Donna Calame, executive director of the San Francisco IHSS Public Authority, said home health workers in San Francisco are covered by a local minimum compensation ordinance, which means they will likely not have their wages reduced “unless the budget situation really becomes untenable.” But she pointed out that San Francisco may be the only place in the state that has such an ordinance, and in any case, “The budget pressures are so tough that we may have to ask the union and workers for some shifts in the benefits.” Furthermore, she said that since the state has proposed cuts to services and certain groups of people, there are likely to be fewer jobs for IHSS workers.
She also said that since since “about half” of the IHSS program is staffed by family members who may not have a lot of interaction with their union or other sources of program information, there’s a likelihood that at least some of them won’t be aware the cuts are approaching, even though the media coverage of the budget crisis is intense. “A lot of folks are going to be totally shocked when they either lose their IHSS service or have their service hours reduced, and/or their worker gets a smaller paycheck than expected,” she said.
Beth Capell, lobbyist for the SEIU state council, also spoke about the impact on families. “It’s not just about jobs,” she said. “A majority of caregivers are family members who quit other jobs to care for loved ones who have severe disabilities or severe limits on their abilities due to age or dementia. This work is very hard, and these workers get paid very little for it. Just ask our President.”

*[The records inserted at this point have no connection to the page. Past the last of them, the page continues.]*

//! Image annotation payloads stored by `ImageLabelsField`.
//!
//! An [`ImageLabels`] describes one image: optional file and size metadata,
//! image-level attributes, and detected objects with relative bounding boxes.
//! Its storage form is a plain dictionary produced by [`ImageLabels::to_dict`].

use serde::{Deserialize, Serialize};

use crate::error::{FieldError, Result};
use crate::value::{Dict, Value};

/// A point in relative image coordinates, `[0, 1]` on both axes.
#[derive(Debug, Clone, Copy, Serialize, Deserialize, PartialEq)]
pub struct RelativePoint {
    pub x: f64,
    pub y: f64,
}

/// Axis-aligned box in relative coordinates.
#[derive(Debug, Clone, Copy, Serialize, Deserialize, PartialEq)]
pub struct BoundingBox {
    pub top_left: RelativePoint,
    pub bottom_right: RelativePoint,
}

impl BoundingBox {
    pub fn from_coords(tlx: f64, tly: f64, brx: f64, bry: f64) -> Self {
        Self {
            top_left: RelativePoint { x: tlx, y: tly },
            bottom_right: RelativePoint { x: brx, y: bry },
        }
    }

    pub fn width(&self) -> f64 {
        self.bottom_right.x - self.top_left.x
    }

    pub fn height(&self) -> f64 {
        self.bottom_right.y - self.top_left.y
    }

    pub fn area(&self) -> f64 {
        self.width().max(0.0) * self.height().max(0.0)
    }
}

/// A named attribute of an image or object.
#[derive(Debug, Clone, Serialize, Deserialize, PartialEq)]
#[serde(tag = "type", rename_all = "kebab-case")]
pub enum Attribute {
    Categorical {
        name: String,
        value: String,
        #[serde(default, skip_serializing_if = "Option::is_none")]
        confidence: Option<f64>,
    },
    Numeric {
        name: String,
        value: f64,
        #[serde(default, skip_serializing_if = "Option::is_none")]
        confidence: Option<f64>,
    },
    Boolean {
        name: String,
        value: bool,
        #[serde(default, skip_serializing_if = "Option::is_none")]
        confidence: Option<f64>,
    },
}

impl Attribute {
    pub fn name(&self) -> &str {
        match self {
            Attribute::Categorical { name, .. }
            | Attribute::Numeric { name, .. }
            | Attribute::Boolean { name, .. } => name,
        }
    }

    fn check_finite(&self, path: &str) -> Result<()> {
        let confidence = match self {
            Attribute::Numeric {
                value, confidence, ..
            } => {
                finite(*value, path, "value")?;
                confidence
            }
            Attribute::Categorical { confidence, .. } | Attribute::Boolean { confidence, .. } => {
                confidence
            }
        };
        match confidence {
            Some(c) => finite(*c, path, "confidence"),
            None => Ok(()),
        }
    }
}

fn finite(value: f64, path: &str, name: &str) -> Result<()> {
    if value.is_finite() {
        return Ok(());
    }
    Err(FieldError::invalid(format!(
        "ImageLabels {path}.{name} must be finite, found {value}"
    )))
}

/// Pixel dimensions of the annotated image.
#[derive(Debug, Clone, Copy, Serialize, Deserialize, PartialEq, Eq)]
pub struct ImageMetadata {
    pub width: u32,
    pub height: u32,
    #[serde(default, skip_serializing_if = "Option::is_none")]
    pub num_channels: Option<u32>,
}

/// A detected object within an image.
#[derive(Debug, Clone, Serialize, Deserialize, PartialEq)]
pub struct DetectedObject {
    pub label: String,
    pub bounding_box: BoundingBox,
    #[serde(default, skip_serializing_if = "Option::is_none")]
    pub confidence: Option<f64>,
    #[serde(default, skip_serializing_if = "Option::is_none")]
    pub index: Option<u32>,
    #[serde(default, skip_serializing_if = "Vec::is_empty")]
    pub attrs: Vec<Attribute>,
}

impl DetectedObject {
    pub fn new(label: impl Into<String>, bounding_box: BoundingBox) -> Self {
        Self {
            label: label.into(),
            bounding_box,
            confidence: None,
            index: None,
            attrs: Vec::new(),
        }
    }

    pub fn with_confidence(mut self, confidence: f64) -> Self {
        self.confidence = Some(confidence);
        self
    }

    pub fn with_attr(mut self, attr: Attribute) -> Self {
        self.attrs.push(attr);
        self
    }
}

/// Labels for a single image.
#[derive(Debug, Clone, Default, Serialize, Deserialize, PartialEq)]
pub struct ImageLabels {
    #[serde(default, skip_serializing_if = "Option::is_none")]
    pub filename: Option<String>,
    #[serde(default, skip_serializing_if = "Option::is_none")]
    pub metadata: Option<ImageMetadata>,
    #[serde(default, skip_serializing_if = "Vec::is_empty")]
    pub attrs: Vec<Attribute>,
    #[serde(default, skip_serializing_if = "Vec::is_empty")]
    pub objects: Vec<DetectedObject>,
}

impl ImageLabels {
    pub fn new() -> Self {
        Self::default()
    }

    pub fn add_attribute(&mut self, attr: Attribute) {
        self.attrs.push(attr);
    }

    pub fn add_object(&mut self, object: DetectedObject) {
        self.objects.push(object);
    }

    pub fn is_empty(&self) -> bool {
        self.attrs.is_empty() && self.objects.is_empty()
    }

    /// Fail on the first NaN or infinite number, which has no stored form.
    pub fn check_finite(&self) -> Result<()> {
        for (i, attr) in self.attrs.iter().enumerate() {
            attr.check_finite(&format!("attrs.{i}"))?;
        }
        for (i, object) in self.objects.iter().enumerate() {
            let path = format!("objects.{i}");
            let bbox = &object.bounding_box;
            finite(bbox.top_left.x, &path, "bounding_box.top_left.x")?;
            finite(bbox.top_left.y, &path, "bounding_box.top_left.y")?;
            finite(bbox.bottom_right.x, &path, "bounding_box.bottom_right.x")?;
            finite(bbox.bottom_right.y, &path, "bounding_box.bottom_right.y")?;
            if let Some(confidence) = object.confidence {
                finite(confidence, &path, "confidence")?;
            }
            for (j, attr) in object.attrs.iter().enumerate() {
                attr.check_finite(&format!("{path}.attrs.{j}"))?;
            }
        }
        Ok(())
    }

    /// Serialize to the dictionary form kept in the database.
    ///
    /// Labels holding non-finite numbers are rejected, see [`ImageLabels::check_finite`].
    pub fn to_dict(&self) -> Result<Dict> {
        self.check_finite()?;
        match Value::from(serde_json::to_value(self)?) {
            Value::Dict(map) => Ok(map),
            other => Err(FieldError::invalid(format!(
                "ImageLabels serialized to {} instead of a dict",
                other.type_name()
            ))),
        }
    }

    /// Rebuild labels from their dictionary form.
    pub fn from_dict(dict: &Dict) -> Result<Self> {
        let json = serde_json::Value::try_from(Value::Dict(dict.clone()))?;
        Ok(serde_json::from_value(json)?)
    }
}

#[cfg(test)]
mod tests {
    use super::*;

    fn sample_labels() -> ImageLabels {
        let mut labels = ImageLabels::new();
        labels.filename = Some("000001.jpg".into());
        labels.metadata = Some(ImageMetadata {
            width: 640,
            height: 480,
            num_channels: Some(3),
        });
        labels.add_attribute(Attribute::Categorical {
            name: "weather".into(),
            value: "rain".into(),
            confidence: Some(0.8),
        });
        labels.add_object(
            DetectedObject::new("car", BoundingBox::from_coords(0.1, 0.2, 0.5, 0.6))
                .with_confidence(0.93)
                .with_attr(Attribute::Boolean {
                    name: "occluded".into(),
                    value: false,
                    confidence: None,
                }),
        );
        labels
    }

    #[test]
    fn dict_round_trip() {
        let labels = sample_labels();
        let dict = labels.to_dict().unwrap();
        assert_eq!(dict.get("filename"), Some(&Value::from("000001.jpg")));
        assert!(matches!(dict.get("objects"), Some(Value::List(items)) if items.len() == 1));
        assert_eq!(ImageLabels::from_dict(&dict).unwrap(), labels);
    }

    #[test]
    fn empty_labels_serialize_to_empty_dict() {
        let labels = ImageLabels::new();
        assert!(labels.is_empty());
        assert!(labels.to_dict().unwrap().is_empty());
    }

    #[test]
    fn attribute_type_tag_is_kebab_case() {
        let json = serde_json::to_value(Attribute::Numeric {
            name: "brightness".into(),
            value: 0.25,
            confidence: None,
        })
        .unwrap();
        assert_eq!(json["type"], "numeric");
        assert!(json.get("confidence").is_none());
    }

    #[test]
    fn malformed_dict_is_rejected() {
        let mut dict = Dict::new();
        dict.insert("objects".into(), Value::from("not a list"));
        assert!(ImageLabels::from_dict(&dict).is_err());
    }

    #[test]
    fn non_finite_numbers_are_rejected() {
        let mut labels = ImageLabels::new();
        labels.add_object(DetectedObject::new(
            "car",
            BoundingBox::from_coords(f64::NAN, 0.0, 1.0, 1.0),
        ));
        let err = labels.to_dict().unwrap_err();
        assert_eq!(
            err.message(),
            Some("ImageLabels objects.0.bounding_box.top_left.x must be finite, found NaN")
        );

        let mut labels = sample_labels();
        labels.objects[0].confidence = Some(f64::INFINITY);
        assert!(labels.to_dict().is_err());

        let mut labels = sample_labels();
        labels.add_attribute(Attribute::Numeric {
            name: "brightness".into(),
            value: f64::NEG_INFINITY,
            confidence: None,
        });
        let err = labels.check_finite().unwrap_err();
        assert!(err.message().unwrap().starts_with("ImageLabels attrs.1.value"));
    }

    #[test]
    fn bounding_box_geometry() {
        let bbox = BoundingBox::from_coords(0.1, 0.2, 0.5, 0.6);
        assert!((bbox.width() - 0.4).abs() < 1e-12);
        assert!((bbox.area() - 0.16).abs() < 1e-12);
        assert_eq!(BoundingBox::from_coords(0.5, 0.5, 0.1, 0.1).area(), 0.0);
    }
}
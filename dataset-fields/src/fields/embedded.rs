//! Fields holding documents of a registered type.

use std::fmt;
use std::sync::Arc;

use super::FieldDescriptor;
use crate::document::{DocumentRegistry, DocumentType, WeakRegistry};
use crate::error::{FieldError, Result};
use crate::value::Value;

/// A field that stores documents of a declared type.
///
/// The type is fixed by name at construction and resolved through the
/// registry on each use, so it only needs to be registered before the first
/// value is validated or converted. The field does not keep the registry
/// alive.
#[derive(Clone)]
pub struct EmbeddedDocumentField {
    document_type: String,
    registry: WeakRegistry,
}

impl EmbeddedDocumentField {
    pub fn new(document_type: impl Into<String>, registry: &DocumentRegistry) -> Self {
        Self {
            document_type: document_type.into(),
            registry: registry.downgrade(),
        }
    }

    pub fn document_type(&self) -> &str {
        &self.document_type
    }

    /// Resolve the declared type through the registry.
    pub fn resolve(&self) -> Result<Arc<DocumentType>> {
        self.registry.resolve(&self.document_type)
    }

    fn wrong_instance(&self) -> FieldError {
        FieldError::invalid(format!(
            "Invalid embedded document instance provided to an EmbeddedDocumentField; expected {}",
            self.document_type
        ))
    }
}

impl fmt::Debug for EmbeddedDocumentField {
    fn fmt(&self, f: &mut fmt::Formatter<'_>) -> fmt::Result {
        f.debug_struct("EmbeddedDocumentField")
            .field("document_type", &self.document_type)
            .finish_non_exhaustive()
    }
}

impl fmt::Display for EmbeddedDocumentField {
    fn fmt(&self, f: &mut fmt::Formatter<'_>) -> fmt::Result {
        write!(f, "EmbeddedDocumentField({})", self.document_type)
    }
}

impl FieldDescriptor for EmbeddedDocumentField {
    fn to_storage(&self, value: &Value) -> Result<Value> {
        match value {
            Value::Null => Ok(Value::Null),
            Value::Document(doc) if doc.document_type() == self.document_type => {
                Ok(Value::Dict(self.resolve()?.to_storage(doc)?))
            }
            _ => Err(self.wrong_instance()),
        }
    }

    fn from_storage(&self, value: Value) -> Result<Value> {
        match value {
            Value::Null => Ok(Value::Null),
            Value::Document(doc) if doc.document_type() == self.document_type => {
                Ok(Value::Document(doc))
            }
            Value::Dict(stored) => Ok(Value::Document(self.resolve()?.from_storage(stored)?)),
            _ => Err(self.wrong_instance()),
        }
    }

    fn validate(&self, value: &Value) -> Result<()> {
        match value {
            Value::Null => Ok(()),
            Value::Document(doc) if doc.document_type() == self.document_type => {
                self.resolve()?.validate(doc)
            }
            _ => Err(self.wrong_instance()),
        }
    }
}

Evan LeVang, executive director of Independent Living Services of Northern California, noted that the new budget is going to mean thousands of job losses, a lot of them IHSS workers. He called the budget agreement “a real job killer’ and “an anti-stimulus” at a time when California is already reeling from job losses.
But even so, he says there’s a positive angle to be found in the situation: “It could have been much worse. The original proposals several months ago had much worse cuts to IHSS and Medi-cal and other programs, some of them as much as 90 percent. So compared to what was possible, what we actually got is a pretty good outcome.”